Among the entries below, find every line that contains the string "crate", then copy it.

[ENTRIES SHOWN]

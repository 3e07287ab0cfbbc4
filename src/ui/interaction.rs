use bevy::prelude::*;

pub(super) fn plugin(app: &mut App) {
	app.add_systems(Update, apply_interaction_palette);
}

pub type InteractionQuery<'w, 's, T, F = ()> =
	Query<'w, 's, (&'static Interaction, T), (Changed<Interaction>, F)>;

/// Palette for widget interactions.
#[derive(Component, Clone, Copy, Debug)]
pub struct InteractionPalette {
	pub none: Color,
	pub hovered: Color,
	pub pressed: Color,
}

fn apply_interaction_palette(
	mut palette_query: InteractionQuery<(&InteractionPalette, &mut BackgroundColor)>,
) {
	for (interaction, (palette, mut background)) in &mut palette_query {
		*background = match interaction {
			Interaction::None => palette.none,
			Interaction::Hovered => palette.hovered,
			Interaction::Pressed => palette.pressed,
		}
		.into();
	}
}
mod assets;
#[cfg(feature = "dev")]
mod dev_tools;
pub mod game;
mod screen;
mod ui;

use bevy::{asset::AssetMetaCheck, prelude::*};

pub struct AppPlugin;

impl Plugin for AppPlugin {
	fn build(&self, app: &mut App) {
		// Order new `AppStep` variants by adding them here:
		app.configure_sets(
			Update,
			(
				AppSet::TickTimers,
				AppSet::RecordInput,
				AppSet::ExecuteInput,
				AppSet::GameLogic,
				AppSet::UpdateVisuals,
			)
				.chain(),
		);

		// Add Bevy plugins.
		app.add_plugins(
			DefaultPlugins
				.set(AssetPlugin {
					// Wasm builds will check for meta files (that don't exist) if this isn't set.
					// This causes errors and even panics on web build on itch.
					// See https://github.com/bevyengine/bevy_github_ci_template/issues/48.
					meta_check: AssetMetaCheck::Never,
					#[cfg(feature = "dev")]
					watch_for_changes_override: Some(true),
					..default()
				})
				.set(WindowPlugin {
					primary_window: Window {
						title: "Word Order".to_string(),
						canvas: Some("#bevy".to_string()),
						fit_canvas_to_parent: true,
						prevent_default_event_handling: true,
						..default()
					}
					.into(),
					..default()
				}),
		);

		// Add other plugins.
		app.add_plugins((assets::plugin, game::plugin, screen::plugin, ui::plugin));
		app.add_systems(Startup, spawn_camera);

		// Enable dev tools for dev builds.
		#[cfg(feature = "dev")]
		app.add_plugins(dev_tools::plugin);
	}
}

/// High-level groupings of systems for the app in the `Update` schedule.
/// When adding a new variant, make sure to order it in the `configure_sets`
/// call above.
#[derive(SystemSet, Debug, Clone, Copy, Eq, PartialEq, Hash)]
enum AppSet {
	/// Tick timers.
	TickTimers,
	/// Record player input.
	RecordInput,
	/// Process inputs that correspond to one-shot actions rather than lasting state
	/// (pressing a word button is one of these)
	ExecuteInput,
	/// Evaluate in-game logic
	GameLogic,
	/// Update visual representation of internal state
	UpdateVisuals,
}

fn spawn_camera(mut commands: Commands) {
	commands.spawn((Name::new("Camera"), Camera2d, IsDefaultUiCamera));
}
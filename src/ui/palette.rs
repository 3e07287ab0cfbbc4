use bevy::{color::palettes::tailwind::*, prelude::*};

pub const BUTTON_HOVERED_BACKGROUND: Color = Color::Srgba(SLATE_500);
pub const BUTTON_PRESSED_BACKGROUND: Color = Color::Srgba(SLATE_300);

pub const BUTTON_TEXT: Color = Color::Srgba(SLATE_50);
pub const LABEL_TEXT: Color = Color::Srgba(SLATE_800);
pub const HEADER_TEXT: Color = BUTTON_TEXT;

pub const NODE_BACKGROUND: Color = Color::Srgba(SLATE_400);

pub const WORD_BUTTON_BACKGROUND: Color = Color::Srgba(AMBER_400);
pub const WORD_BUTTON_HOVERED_BACKGROUND: Color = Color::Srgba(AMBER_500);
pub const WORD_BUTTON_PRESSED_BACKGROUND: Color = Color::Srgba(AMBER_600);
pub const WORD_BUTTON_TEXT: Color = Color::Srgba(SLATE_900);

pub const INPUT_FIELD_BACKGROUND: Color = Color::Srgba(SLATE_50);
pub const INPUT_TEXT: Color = Color::Srgba(SLATE_900);
pub const PLACEHOLDER_TEXT: Color = Color::Srgba(SLATE_400);

pub const SCREEN_BACKGROUND: Color = Color::Srgba(SLATE_200);
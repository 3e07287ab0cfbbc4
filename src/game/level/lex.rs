//! Primary parsing of level description files

use regex::Regex;

/// Line in the form `VERB values...`
#[derive(Clone, Debug)]
pub struct RawActionStatement<'a> {
	pub verb: &'a str,
	pub values: Vec<&'a str>,
}

/// Line in the form `key=value`
#[derive(Clone, Copy, Debug)]
pub struct RawAssignmentStatement<'a> {
	pub key: &'a str,
	pub value: &'a str,
}

/// Primary parsed line of a level description file
#[derive(Clone, Debug)]
pub enum RawStatement<'a> {
	Action(RawActionStatement<'a>),
	Assignment(RawAssignmentStatement<'a>),
}

#[derive(Clone, Debug, PartialEq, Eq)]
pub enum LexErrorCode {
	/// A line contains control characters other than whitespace
	ControlCharacter,
	/// A line does not match either statement pattern
	MalformedStatement,
}

#[derive(Clone, Debug, PartialEq, Eq)]
pub struct LexError {
	pub code: LexErrorCode,
	pub line_number: usize,
}

pub fn parse(raw_data: &str) -> impl Iterator<Item = Result<(usize, RawStatement), LexError>> {
	let assignment_regex = Regex::new(r"^(?<KEY>[a-zA-Z0-9_]+)\s*=\s*(?<VALUE>.*)$")
		.expect("I expected to be able to write a valid regex.");
	let action_regex = Regex::new(r"^(?<VERB>\w+)(?<VALUES>\s.+)?$")
		.expect("I expected to be able to write a valid regex.");

	raw_data
		.split('\n')
		.map(&str::trim)
		.enumerate()
		.filter(|(_, line)| !(line.starts_with('#') || line.is_empty()))
		.map(move |(i, line)| {
			if line.chars().any(|c| c.is_control() && !c.is_whitespace()) {
				Err(LexErrorCode::ControlCharacter.at_line(i))
			} else if let Some(captures) = assignment_regex.captures(line) {
				let key = captures
					.name("KEY")
					.expect("KEY clause should always be present")
					.as_str();
				let value = captures
					.name("VALUE")
					.expect("VALUE clause should always be present")
					.as_str()
					.trim();
				Ok((
					i,
					RawStatement::Assignment(RawAssignmentStatement { key, value }),
				))
			} else if let Some(captures) = action_regex.captures(line) {
				Ok((
					i,
					RawStatement::Action(RawActionStatement {
						verb: captures
							.name("VERB")
							.expect("VERB clause should always be present")
							.as_str(),
						values: match captures.name("VALUES") {
							None => Vec::new(),
							Some(m) => m.as_str().split_whitespace().collect(),
						},
					}),
				))
			} else {
				Err(LexErrorCode::MalformedStatement.at_line(i))
			}
		})
}

impl LexErrorCode {
	pub fn at_line(self, line_number: usize) -> LexError {
		LexError {
			code: self,
			line_number,
		}
	}
}

impl std::error::Error for LexError {}

impl std::fmt::Display for LexErrorCode {
	fn fmt(&self, f: &mut std::fmt::Formatter<'_>) -> std::fmt::Result {
		match self {
			Self::ControlCharacter => write!(f, "Control characters found."),
			Self::MalformedStatement => {
				write!(f, "Line does not match the statement pattern.")
			}
		}
	}
}

impl std::fmt::Display for LexError {
	fn fmt(&self, f: &mut std::fmt::Formatter<'_>) -> std::fmt::Result {
		write!(f, "Line {}: {}", self.line_number + 1, self.code)
	}
}
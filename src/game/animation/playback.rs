//! Playback of a single clip on a prop

use std::f32::consts::{PI, TAU};

use super::{animation_easing_function, library::*};
use crate::AppSet;
use bevy::prelude::*;

pub(super) fn plugin(app: &mut App) {
	app.add_systems(Update, tick_clip_playback.in_set(AppSet::UpdateVisuals));
}

/// A clip currently playing on an entity.
///
/// Removed once the clip finishes, the entity keeps the final pose.
#[derive(Component, Clone, Copy, Debug)]
pub struct ClipPlayback {
	clip: Clip,
	elapsed: f32,
	origin: Transform,
	origin_alpha: f32,
}

impl ClipPlayback {
	pub fn new(clip: Clip, origin: Transform, origin_alpha: f32) -> Self {
		Self {
			clip,
			elapsed: 0.0,
			origin,
			origin_alpha,
		}
	}

	/// Relative progress of the clip \[0, 1]
	pub fn progress(&self) -> f32 {
		if self.clip.duration <= 0.0 {
			return 1.0;
		}
		(self.elapsed / self.clip.duration).clamp(0.0, 1.0)
	}

	pub fn is_finished(&self) -> bool {
		self.progress() >= 1.0
	}

	/// Pose of the entity at the current progress
	pub fn sample(&self) -> (Transform, f32) {
		let t = self.progress();
		let eased = animation_easing_function(t);
		let mut transform = self.origin;
		let mut alpha = self.origin_alpha;
		match self.clip.motion {
			ClipMotion::Slide(offset) => {
				transform.translation += (offset * eased).extend(0.0);
			}
			ClipMotion::Spin(turns) => {
				transform.rotation = self.origin.rotation * Quat::from_rotation_z(TAU * turns * eased);
			}
			ClipMotion::Pop(scale) => {
				transform.scale = self.origin.scale * (1.0 + (scale - 1.0) * (PI * t).sin());
			}
			ClipMotion::Fade(target) => {
				alpha = self.origin_alpha.lerp(target, eased);
			}
		}
		(transform, alpha)
	}
}

pub(super) fn tick_clip_playback(
	mut query: Query<(Entity, &mut ClipPlayback, &mut Transform, Option<&mut Sprite>)>,
	time: Res<Time>,
	mut commands: Commands,
) {
	for (entity, mut playback, mut transform, sprite) in &mut query {
		playback.elapsed += time.delta_secs();
		let (pose, alpha) = playback.sample();
		*transform = pose;
		if let Some(mut sprite) = sprite {
			sprite.color.set_alpha(alpha);
		}
		if playback.is_finished() {
			commands.entity(entity).remove::<ClipPlayback>();
		}
	}
}
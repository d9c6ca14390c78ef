use std::path::{Component, Path, PathBuf};

use percent_encoding::{AsciiSet, NON_ALPHANUMERIC, utf8_percent_encode};
use thiserror::Error;

/// Extension that marks an entry as a notebook.
pub const NOTEBOOK_EXT: &str = ".ipynb";

/// Characters left bare when escaping API paths for `Location` headers:
/// unreserved characters plus the segment separator. `%20` is used for
/// spaces, never `+`.
const LOCATION_KEEP: &AsciiSet = &NON_ALPHANUMERIC
  .remove(b'/')
  .remove(b'-')
  .remove(b'_')
  .remove(b'.')
  .remove(b'~');

#[derive(Debug, Clone, PartialEq, Eq, Error)]
pub enum PathError {
  #[error("path escapes the served root: {0}")]
  Traversal(String),
  #[error("path is not relative: {0}")]
  NotRelative(String),
  #[error("path contains an invalid segment: {0}")]
  InvalidSegment(String),
}

/// Normalize a wire path to its stored form: `/`-separated segments with no
/// leading or trailing slash, no empty or `.` segments. The empty string is
/// the root directory.
///
/// `..` segments, NUL bytes, backslashes, and drive- or UNC-style prefixes
/// are rejected rather than resolved.
pub fn normalize(raw: &str) -> Result<String, PathError> {
  if raw.contains('\0') {
    return Err(PathError::InvalidSegment(raw.replace('\0', "\\0")));
  }
  if raw.starts_with("\\\\") {
    return Err(PathError::NotRelative(raw.to_string()));
  }
  let mut segments = Vec::new();
  for segment in raw.split('/') {
    match segment {
      "" | "." => continue,
      ".." => return Err(PathError::Traversal(raw.to_string())),
      _ => {
        if segment.contains('\\') {
          return Err(PathError::InvalidSegment(raw.to_string()));
        }
        segments.push(segment);
      }
    }
  }
  if let Some(first) = segments.first()
    && first.len() >= 2
    && first.as_bytes()[1] == b':'
    && first.as_bytes()[0].is_ascii_alphabetic()
  {
    return Err(PathError::NotRelative(raw.to_string()));
  }
  Ok(segments.join("/"))
}

/// True when any segment of the (normalized) path starts with a dot.
pub fn is_hidden(api_path: &str) -> bool {
  api_path.split('/').any(|segment| segment.starts_with('.'))
}

/// Split a normalized path into `(parent, name)`. The root splits into two
/// empty strings.
pub fn split(api_path: &str) -> (&str, &str) {
  match api_path.rsplit_once('/') {
    Some((parent, name)) => (parent, name),
    None => ("", api_path),
  }
}

/// Join a parent path and a child name back into a normalized path.
pub fn join(parent: &str, name: &str) -> String {
  if parent.is_empty() {
    name.to_string()
  } else {
    format!("{parent}/{name}")
  }
}

/// Split a name into `(stem, extension)` where the extension keeps its dot.
/// Names without a dot, and dotfiles, have an empty extension.
pub fn split_ext(name: &str) -> (&str, &str) {
  match name.rfind('.') {
    Some(idx) if idx > 0 => (&name[..idx], &name[idx..]),
    _ => (name, ""),
  }
}

/// Percent-escape a path for use in a `Location` header.
pub fn url_escape(api_path: &str) -> String {
  utf8_percent_encode(api_path, LOCATION_KEEP).to_string()
}

/// The filesystem location every API path is resolved beneath.
#[derive(Debug, Clone)]
pub struct RootDir {
  root: PathBuf,
}

impl RootDir {
  pub fn new(root: impl Into<PathBuf>) -> Self {
    Self { root: root.into() }
  }

  pub fn as_path(&self) -> &Path {
    &self.root
  }

  /// Map an API path to its on-disk location, strictly beneath the root.
  pub fn resolve(&self, api_path: &str) -> Result<PathBuf, PathError> {
    let normalized = normalize(api_path)?;
    let mut full = self.root.clone();
    for segment in normalized.split('/').filter(|s| !s.is_empty()) {
      full.push(segment);
    }
    Ok(full)
  }

  /// Map an on-disk location under the root back to its API path.
  pub fn to_api(&self, fs_path: &Path) -> Option<String> {
    let relative = fs_path.strip_prefix(&self.root).ok()?;
    let mut segments = Vec::new();
    for component in relative.components() {
      match component {
        Component::Normal(part) => segments.push(part.to_string_lossy().into_owned()),
        Component::CurDir => {}
        _ => return None,
      }
    }
    Some(segments.join("/"))
  }
}
pub mod checkpoints;
pub mod contents;
pub mod error;

use axum::{Router, routing::get};
use tower_http::trace::TraceLayer;

use crate::state::AppState;

/// Assemble the `/api/contents` routes over the shared state.
///
/// The wildcard route carries both entry paths and their
/// `…/checkpoints[/<id>]` sub-resources; handlers split the suffix
/// themselves since entry paths may contain any number of segments.
pub fn router(state: AppState) -> Router {
  Router::new()
    .route(
      "/api/contents",
      get(contents::get_root)
        .post(contents::post_root)
        .put(contents::put_root)
        .patch(contents::patch_root)
        .delete(contents::delete_root),
    )
    .route(
      "/api/contents/",
      get(contents::get_root)
        .post(contents::post_root)
        .put(contents::put_root)
        .patch(contents::patch_root)
        .delete(contents::delete_root),
    )
    .route(
      "/api/contents/{*path}",
      get(contents::dispatch_get)
        .post(contents::dispatch_post)
        .put(contents::put_entry)
        .patch(contents::patch_entry)
        .delete(contents::dispatch_delete),
    )
    .layer(TraceLayer::new_for_http())
    .with_state(state)
}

[/ENTRIES SHOWN]

*YOUR SOLUTION*.
use crate::AppSet;
use crate::state::AppState;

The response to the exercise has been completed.